== Activity ==
In the entries below, how many lines contain the string "ConfirmGate"? Respond with the number only.

——————————

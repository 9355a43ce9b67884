//! Inbound event routing.
//!
//! Order of checks for every event: dedup, rate gate, then dispatch to the
//! workflow that owns the user's session. Exemptions from the rate gate are
//! decided here: file uploads always pass (multi-file shares arrive in a
//! burst), and batch finish commands pass while a seal batch is open.
//!
//! The router never propagates errors to the transport; every failure path
//! ends in a user-facing notice and a log line.

use crate::deps::RouterDeps;
use crate::gate::ConfirmGate;
use crate::workflows::generic::GenericFlow;
use crate::workflows::invoice::InvoiceFlow;
use crate::workflows::seal::SealFlow;
use crate::workflows::{is_cancel, is_finish};
use chrono::Utc;
use clerk_core::catalog::TicketKind;
use clerk_core::constants::FILE_INTENT_PROMPT_MS;
use clerk_core::errors::ClerkError;
use clerk_core::events::{Button, ButtonGroup, InboundEvent, OutboundMessage};
use clerk_core::ids::{ArtifactId, ConfirmToken, UserId};
use clerk_store::session::{FileIntentUnclear, Session, Workflow};
use clerk_store::store::SessionStore;
use clerk_store::window::Role;
use metrics::counter;
use serde_json::Value;
use std::sync::Arc;
use std::time::Duration;
use tracing::{error, info, instrument, warn};

/// The event router.
#[derive(Clone)]
pub struct EventRouter {
    deps: Arc<RouterDeps>,
    generic: GenericFlow,
    seal: SealFlow,
    invoice: InvoiceFlow,
    gate: ConfirmGate,
}

impl EventRouter {
    /// Build the router and its workflows over one collaborator bundle.
    #[must_use]
    pub fn new(deps: Arc<RouterDeps>) -> Self {
        Self {
            generic: GenericFlow::new(deps.clone()),
            seal: SealFlow::new(deps.clone()),
            invoice: InvoiceFlow::new(deps.clone()),
            gate: ConfirmGate::new(deps.clone()),
            deps,
        }
    }

    /// The shared store, for embedding code that owns the router.
    #[must_use]
    pub fn store(&self) -> &SessionStore {
        &self.deps.store
    }

    /// Handle one inbound event end to end.
    #[instrument(skip_all, fields(event_id = %event.event_id(), user = %event.user()))]
    pub async fn handle(&self, event: InboundEvent) {
        let now = Utc::now();
        if !self.deps.store.observe_event(event.event_id(), now) {
            return;
        }

        let user = event.user().clone();
        let exempt = self.rate_exempt(&event, &user);
        if !self.deps.store.allow(&user, now, exempt) {
            self.say(&user, "You're sending messages too quickly; give me a second.").await;
            return;
        }

        counter!("clerk_events_handled").increment(1);
        let result = match event {
            InboundEvent::Text { text, .. } => {
                self.deps.store.push_turn(&user, Role::User, &text, now);
                self.on_text(&user, &text).await
            }
            InboundEvent::File { artifact, display_name, .. } => {
                self.on_file(&user, &artifact, &display_name).await
            }
            InboundEvent::Button { action, payload, .. } => {
                self.on_button(&user, &action, &payload).await
            }
        };

        if let Err(e) = result {
            error!(user = %user, error = %e, "event handling failed");
            counter!("clerk_events_failed").increment(1);
            self.say(
                &user,
                "Something went wrong talking to a backing service. Please try again in a moment.",
            )
            .await;
        }
    }

    /// File uploads and button presses are always exempt (multi-file shares
    /// and selection matrices arrive in bursts by design); finish commands
    /// are exempt while a seal batch is open so the closing "done" is never
    /// throttled.
    fn rate_exempt(&self, event: &InboundEvent, user: &UserId) -> bool {
        match event {
            InboundEvent::File { .. } | InboundEvent::Button { .. } => true,
            InboundEvent::Text { text, .. } if is_finish(text) => self
                .deps
                .store
                .get(user, Utc::now())
                .is_some_and(|s| matches!(s.workflow, Workflow::SealBatch(_))),
            _ => false,
        }
    }

    // ── Text ─────────────────────────────────────────────────────────────

    async fn on_text(&self, user: &UserId, text: &str) -> Result<(), ClerkError> {
        let now = Utc::now();
        let session = self.deps.store.get(user, now);

        if is_cancel(text) && session.is_some() {
            let _ = self.deps.store.delete(user);
            self.say(user, "Cancelled. Nothing was filed.").await;
            return Ok(());
        }

        match session.map(|s| s.workflow) {
            Some(Workflow::SealBatch(_)) => {
                if is_finish(text) {
                    self.seal.finish_now(user).await;
                    Ok(())
                } else {
                    self.seal.on_text(user, text).await
                }
            }
            Some(Workflow::SealChoices(_)) => self.seal.on_text(user, text).await,
            Some(Workflow::InvoiceCollection(_)) => self.invoice.on_text(user, text).await,
            Some(Workflow::FileIntentUnclear(_)) => self.on_intent_text(user, text).await,
            Some(Workflow::GenericPending(pending)) => {
                self.generic.on_text(user, text, Some(pending)).await
            }
            None => self.generic.on_text(user, text, None).await,
        }
    }

    /// Text while unattributed files are stashed: route on an explicit
    /// mention, re-prompt otherwise.
    async fn on_intent_text(&self, user: &UserId, text: &str) -> Result<(), ClerkError> {
        let lower = text.to_ascii_lowercase();
        if lower.contains("seal") {
            return self.route_stashed_files(user, TicketKind::SealUsage).await;
        }
        if lower.contains("invoice") {
            return self.route_stashed_files(user, TicketKind::Invoice).await;
        }
        // An unrecognized answer gets the options card directly; the pending
        // timer then has nothing left to ask.
        let _ = self.deps.store.update(user, Utc::now(), |s| {
            if let Workflow::FileIntentUnclear(stash) = &mut s.workflow {
                stash.prompt_sent = true;
            }
        });
        self.send_destination_prompt(user).await;
        Ok(())
    }

    // ── Files ────────────────────────────────────────────────────────────

    async fn on_file(
        &self,
        user: &UserId,
        artifact: &ArtifactId,
        display_name: &str,
    ) -> Result<(), ClerkError> {
        let now = Utc::now();
        match self.deps.store.get(user, now).map(|s| s.workflow) {
            Some(Workflow::SealBatch(_)) => self.seal.on_file(user, artifact, display_name).await,
            Some(Workflow::InvoiceCollection(_)) => {
                self.invoice.on_file(user, artifact, display_name).await
            }
            Some(Workflow::FileIntentUnclear(_)) => {
                self.stash_file(user, artifact, display_name).await
            }
            Some(Workflow::SealChoices(_)) => {
                // The selection matrix is already out; a new batch would
                // orphan it.
                self.say(
                    user,
                    "Finish the choices above (or say \"cancel\") before sending more files.",
                )
                .await;
                Ok(())
            }
            Some(Workflow::GenericPending(pending)) => {
                info!(user = %user, kind = pending.kind.slug(), "file during a text collection");
                self.say(
                    user,
                    "Let's finish the current request first; say \"cancel\" to drop it and start over with the files.",
                )
                .await;
                Ok(())
            }
            None => self.stash_file(user, artifact, display_name).await,
        }
    }

    /// Hold an unattributed file. The first file of a stash arms a
    /// three-minute timer; if no clarifying text or button arrives before it
    /// fires, the user is asked once where the files should go.
    async fn stash_file(
        &self,
        user: &UserId,
        chat_artifact: &ArtifactId,
        display_name: &str,
    ) -> Result<(), ClerkError> {
        let now = Utc::now();
        let bytes = self
            .deps
            .docs
            .download(chat_artifact)
            .await
            .map_err(|e| e.into_clerk("docs"))?;
        let stored = self
            .deps
            .docs
            .upload(display_name, &bytes)
            .await
            .map_err(|e| e.into_clerk("docs"))?;
        let file = clerk_store::session::BatchedFile {
            artifact: stored,
            display_name: display_name.to_string(),
        };

        let appended = self.deps.store.update(user, now, |s| {
            if let Workflow::FileIntentUnclear(stash) = &mut s.workflow {
                stash.files.push(file.clone());
                true
            } else {
                false
            }
        });
        if appended != Some(true) {
            let session = Session::new(
                user.clone(),
                Workflow::FileIntentUnclear(FileIntentUnclear {
                    files: vec![file],
                    prompt_sent: false,
                }),
                now,
            );
            let generation = session.generation;
            self.deps.store.insert(session);

            let router = self.clone();
            let timer_user = user.clone();
            self.deps.store.set_timer(
                user,
                clerk_core::timer::schedule(
                    Duration::from_millis(FILE_INTENT_PROMPT_MS),
                    move || async move {
                        router.prompt_for_destination(&timer_user, generation).await;
                    },
                ),
            );
        }
        Ok(())
    }

    /// Timer body for a stash that got no clarifying text.
    async fn prompt_for_destination(&self, user: &UserId, generation: u64) {
        if self.deps.store.mark_stash_prompted(user, generation, Utc::now()) {
            self.send_destination_prompt(user).await;
        }
    }

    async fn send_destination_prompt(&self, user: &UserId) {
        let buttons = [TicketKind::SealUsage, TicketKind::Invoice]
            .into_iter()
            .map(|kind| Button {
                action: "route".to_string(),
                field: "destination".to_string(),
                value: kind.slug().to_string(),
                row: None,
            })
            .collect();
        self.deps
            .notifier
            .send(
                user,
                OutboundMessage::Options {
                    prompt: "What are these files for? If I don't hear back in a few minutes I'll discard them.".to_string(),
                    groups: vec![ButtonGroup {
                        field: "destination".to_string(),
                        label: "Destination".to_string(),
                        row: None,
                        buttons,
                    }],
                },
            )
            .await;
    }

    /// Move stashed files into the chosen workflow.
    async fn route_stashed_files(
        &self,
        user: &UserId,
        kind: TicketKind,
    ) -> Result<(), ClerkError> {
        let now = Utc::now();
        let files = self.deps.store.update(user, now, |s| {
            if let Workflow::FileIntentUnclear(stash) = &mut s.workflow {
                Some(std::mem::take(&mut stash.files))
            } else {
                None
            }
        });
        let Some(Some(files)) = files else {
            self.say(user, "Those files are gone; please send them again.").await;
            return Ok(());
        };
        info!(user = %user, kind = kind.slug(), count = files.len(), "routing stashed files");

        match kind {
            TicketKind::SealUsage => {
                self.deps.store.insert(Session::new(
                    user.clone(),
                    Workflow::SealBatch(clerk_store::session::SealBatch::default()),
                    now,
                ));
                for file in files {
                    self.seal.attach_stored(user, file).await;
                }
            }
            TicketKind::Invoice => {
                self.deps.store.insert(Session::new(
                    user.clone(),
                    Workflow::InvoiceCollection(clerk_store::session::InvoiceCollection::new()),
                    now,
                ));
                for file in files {
                    self.invoice.attach_stored(user, file).await?;
                }
            }
            _ => {
                self.say(user, "Files only make sense for seal or invoice requests.").await;
            }
        }
        Ok(())
    }

    // ── Buttons ──────────────────────────────────────────────────────────

    async fn on_button(
        &self,
        user: &UserId,
        action: &str,
        payload: &Value,
    ) -> Result<(), ClerkError> {
        match action {
            "confirm" => {
                let Some(token) = payload["token"].as_str() else {
                    warn!(user = %user, "confirm press without a token");
                    self.say(user, "That button looks broken; please start over.").await;
                    return Ok(());
                };
                self.gate.redeem(user, &ConfirmToken::new(token)).await
            }
            "choose" => {
                let field = payload["field"].as_str();
                let value = payload["value"].as_str();
                let row = payload["row"].as_u64();
                match (field, value, row) {
                    (Some(field), Some(value), Some(row)) => {
                        self.seal.on_choice(user, field, value, row as usize).await
                    }
                    _ => {
                        warn!(user = %user, %payload, "malformed choose payload");
                        self.say(user, "That button looks broken; use the newest card.").await;
                        Ok(())
                    }
                }
            }
            "route" => {
                match payload["value"].as_str().and_then(TicketKind::from_slug) {
                    Some(kind) => self.route_stashed_files(user, kind).await,
                    None => {
                        warn!(user = %user, %payload, "malformed route payload");
                        self.say(user, "That button looks broken; tell me in words instead.").await;
                        Ok(())
                    }
                }
            }
            other => {
                warn!(user = %user, action = other, "unknown button action");
                self.say(user, "I didn't understand that action.").await;
                Ok(())
            }
        }
    }

    async fn say(&self, user: &UserId, text: &str) {
        self.deps
            .notifier
            .send(user, OutboundMessage::Notice { text: text.to_string() })
            .await;
    }
}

——————————

== Solution to this exercise ==
3